mod order_acceptance {
    use super::*;

    #[test]
    fn new_account_starts_with_configured_cash() {
        let adapter = ledger();
        let engine = SettlementEngine::new(
            &adapter,
            LedgerSettings {
                default_starting_cash: dec!(2500),
            },
        );
        let balance = engine.balance(USER).unwrap();
        assert_eq!(balance.available_cash, dec!(2500));
        assert_eq!(balance.total_invested, Decimal::ZERO);
    }

    #[test]
    fn buy_within_cash_is_pending_and_leaves_balance_untouched() {
        let adapter = ledger();
        let engine = funded(&adapter, dec!(10000));

        let order = engine.create_order(USER, &buy("aapl", dec!(150), 10)).unwrap();
        assert_eq!(order.status, OrderStatus::Pending);
        assert_eq!(order.symbol, "AAPL");
        assert_eq!(engine.balance(USER).unwrap().available_cash, dec!(10000));
    }

    #[test]
    fn buy_exceeding_cash_is_refused() {
        let adapter = ledger();
        let engine = funded(&adapter, dec!(1000));

        let err = engine
            .create_order(USER, &buy("AAPL", dec!(150), 10))
            .unwrap_err();
        match err {
            TradeDeskError::InsufficientFunds { needed, available } => {
                assert_eq!(needed, dec!(1500));
                assert_eq!(available, dec!(1000));
            }
            other => panic!("unexpected error: {other:?}"),
        }
        assert!(engine.orders(USER, &OrderFilter::default()).unwrap().is_empty());
    }

    #[test]
    fn buy_for_exactly_available_cash_is_accepted() {
        let adapter = ledger();
        let engine = funded(&adapter, dec!(1500));
        assert!(engine.create_order(USER, &buy("AAPL", dec!(150), 10)).is_ok());
    }

    #[test]
    fn same_buy_passes_or_fails_on_available_cash() {
        let rich = ledger();
        let engine = funded(&rich, dec!(2000));
        assert!(engine.create_order(USER, &buy("AAPL", dec!(150), 10)).is_ok());

        let poor = ledger();
        let engine = funded(&poor, dec!(1000));
        let err = engine
            .create_order(USER, &buy("AAPL", dec!(150), 10))
            .unwrap_err();
        let message = err.to_string();
        assert!(message.contains("need $1500.00"), "{message}");
        assert!(message.contains("have $1000.00"), "{message}");
    }

    #[test]
    fn sell_up_to_held_quantity_is_accepted() {
        let adapter = ledger();
        let engine = funded(&adapter, dec!(10000));
        let order = engine.create_order(USER, &buy("AAPL", dec!(100), 5)).unwrap();
        engine.update_order_status(USER, order.id, "Filled").unwrap();

        assert!(engine.create_order(USER, &sell("AAPL", dec!(100), 5)).is_ok());
    }

    #[test]
    fn order_value_beyond_decimal_range_is_validation_error() {
        let adapter = ledger();
        let engine = funded(&adapter, dec!(1000));

        let err = engine
            .create_order(USER, &buy("AAPL", dec!(100000000000000000000), 10_000_000_000))
            .unwrap_err();
        assert!(matches!(err, TradeDeskError::Validation { ref reason } if reason == "Order value too large"));
        assert!(engine.orders(USER, &OrderFilter::default()).unwrap().is_empty());
    }

    #[test]
    fn sell_without_position_is_refused() {
        let adapter = ledger();
        let engine = funded(&adapter, dec!(1000));

        let err = engine
            .create_order(USER, &sell("MSFT", dec!(10), 1))
            .unwrap_err();
        assert!(matches!(err, TradeDeskError::NoPosition { ref symbol } if symbol == "MSFT"));
    }

    #[test]
    fn sell_more_than_held_is_refused() {
        let adapter = ledger();
        let engine = funded(&adapter, dec!(10000));
        let order = engine.create_order(USER, &buy("AAPL", dec!(100), 5)).unwrap();
        engine.update_order_status(USER, order.id, "Filled").unwrap();

        let err = engine
            .create_order(USER, &sell("AAPL", dec!(100), 6))
            .unwrap_err();
        assert!(matches!(
            err,
            TradeDeskError::InsufficientShares {
                held: 5,
                requested: 6,
                ..
            }
        ));
    }

    #[test]
    fn pending_buys_do_not_count_as_holdings() {
        let adapter = ledger();
        let engine = funded(&adapter, dec!(10000));
        engine.create_order(USER, &buy("AAPL", dec!(100), 5)).unwrap();

        assert!(engine.holdings(USER).unwrap().is_empty());
        assert!(matches!(
            engine.create_order(USER, &sell("AAPL", dec!(100), 1)),
            Err(TradeDeskError::NoPosition { .. })
        ));
    }

    #[test]
    fn malformed_request_is_validation_error() {
        let adapter = ledger();
        let engine = funded(&adapter, dec!(1000));
        let mut request = buy("AAPL", dec!(10), 1);
        request.quantity = Some(0);

        assert!(matches!(
            engine.create_order(USER, &request),
            Err(TradeDeskError::Validation { .. })
        ));
    }
}
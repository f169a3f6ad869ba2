//! Trailing simple moving average.

/// Simple moving average of `values` over `period` points.
///
/// Entry `i` is the mean of `values[i + 1 - period..=i]`, or `None` while
/// fewer than `period` values are available. Only past and current values
/// contribute to each entry.
pub fn sma(values: &[f64], period: usize) -> Vec<Option<f64>> {
    if period == 0 {
        return vec![None; values.len()];
    }

    (0..values.len())
        .map(|i| {
            if i + 1 < period {
                None
            } else {
                let window = &values[i + 1 - period..=i];
                Some(window.iter().sum::<f64>() / period as f64)
            }
        })
        .collect()
}
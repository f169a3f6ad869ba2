#![allow(dead_code)]

use chrono::NaiveDate;
use rust_decimal::Decimal;
use std::collections::HashMap;
use std::time::Duration;
pub use tradedesk::domain::error::TradeDeskError;
pub use tradedesk::domain::quote::QuoteBar;
use tradedesk::domain::account::CashMovementRequest;
use tradedesk::domain::order::OrderRequest;
use tradedesk::ports::quote_port::QuotePort;

pub struct MockQuotePort {
    pub data: HashMap<String, Vec<QuoteBar>>,
    pub errors: HashMap<String, String>,
    pub delay: Option<Duration>,
}

impl MockQuotePort {
    pub fn new() -> Self {
        Self {
            data: HashMap::new(),
            errors: HashMap::new(),
            delay: None,
        }
    }

    pub fn with_bars(mut self, symbol: &str, bars: Vec<QuoteBar>) -> Self {
        self.data.insert(symbol.to_string(), bars);
        self
    }

    pub fn with_error(mut self, symbol: &str, reason: &str) -> Self {
        self.errors.insert(symbol.to_string(), reason.to_string());
        self
    }

    /// Every fetch sleeps this long before answering.
    pub fn with_delay(mut self, delay: Duration) -> Self {
        self.delay = Some(delay);
        self
    }
}

impl QuotePort for MockQuotePort {
    fn fetch_daily(
        &self,
        symbol: &str,
        outputsize: usize,
    ) -> Result<Option<Vec<QuoteBar>>, TradeDeskError> {
        if let Some(delay) = self.delay {
            std::thread::sleep(delay);
        }
        if let Some(reason) = self.errors.get(symbol) {
            return Err(TradeDeskError::QuoteUnavailable {
                symbol: symbol.to_string(),
                reason: reason.clone(),
            });
        }
        Ok(self.data.get(symbol).map(|bars| {
            let skip = bars.len().saturating_sub(outputsize);
            bars[skip..].to_vec()
        }))
    }
}

pub fn date(y: i32, m: u32, d: u32) -> NaiveDate {
    NaiveDate::from_ymd_opt(y, m, d).unwrap()
}

pub fn make_bar(symbol: &str, date: &str, close: f64) -> QuoteBar {
    QuoteBar {
        symbol: symbol.to_string(),
        date: NaiveDate::parse_from_str(date, "%Y-%m-%d").unwrap(),
        open: close - 1.0,
        high: close + 1.0,
        low: close - 2.0,
        close,
        volume: 1000,
    }
}

/// One bar per calendar day starting at `start_date`, closes taken from
/// `closes` in order.
pub fn bars_from_closes(symbol: &str, start_date: &str, closes: &[f64]) -> Vec<QuoteBar> {
    let start = NaiveDate::parse_from_str(start_date, "%Y-%m-%d").unwrap();
    closes
        .iter()
        .enumerate()
        .map(|(i, &close)| QuoteBar {
            symbol: symbol.to_string(),
            date: start + chrono::Duration::days(i as i64),
            open: close,
            high: close + 1.0,
            low: close - 1.0,
            close,
            volume: 1000,
        })
        .collect()
}

/// Sawtooth closes oscillating around `base`, enough to trigger crossover
/// entries and exits.
pub fn generate_bars(symbol: &str, start_date: &str, count: usize, base: f64) -> Vec<QuoteBar> {
    let closes: Vec<f64> = (0..count)
        .map(|i| base + ((i % 40) as f64 - 20.0).abs())
        .collect();
    bars_from_closes(symbol, start_date, &closes)
}

pub fn buy(symbol: &str, price: Decimal, quantity: i64) -> OrderRequest {
    OrderRequest {
        symbol: Some(symbol.to_string()),
        name: Some(format!("{symbol} Inc.")),
        direction: Some("Buy".to_string()),
        price: Some(price),
        quantity: Some(quantity),
        order_type: Some("Limit".to_string()),
        session: None,
    }
}

pub fn sell(symbol: &str, price: Decimal, quantity: i64) -> OrderRequest {
    OrderRequest {
        direction: Some("Sell".to_string()),
        ..buy(symbol, price, quantity)
    }
}

pub fn cash(amount: Decimal) -> CashMovementRequest {
    CashMovementRequest {
        amount: Some(amount),
        payment_method: Some("credit_card".to_string()),
    }
}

=-=-=-=-=

* Problem requirements
Restate word for word the lines of the data above, starting at the line containing "NaiveDate::from_ymd_opt(y, m, d).unwrap()" and ending at the line containing "closes taken from", both included, and nothing more.

* Task output
    NaiveDate::from_ymd_opt(y, m, d).unwrap()
}

pub fn make_bar(symbol: &str, date: &str, close: f64) -> QuoteBar {
    QuoteBar {
        symbol: symbol.to_string(),
        date: NaiveDate::parse_from_str(date, "%Y-%m-%d").unwrap(),
        open: close - 1.0,
        high: close + 1.0,
        low: close - 2.0,
        close,
        volume: 1000,
    }
}

/// One bar per calendar day starting at `start_date`, closes taken from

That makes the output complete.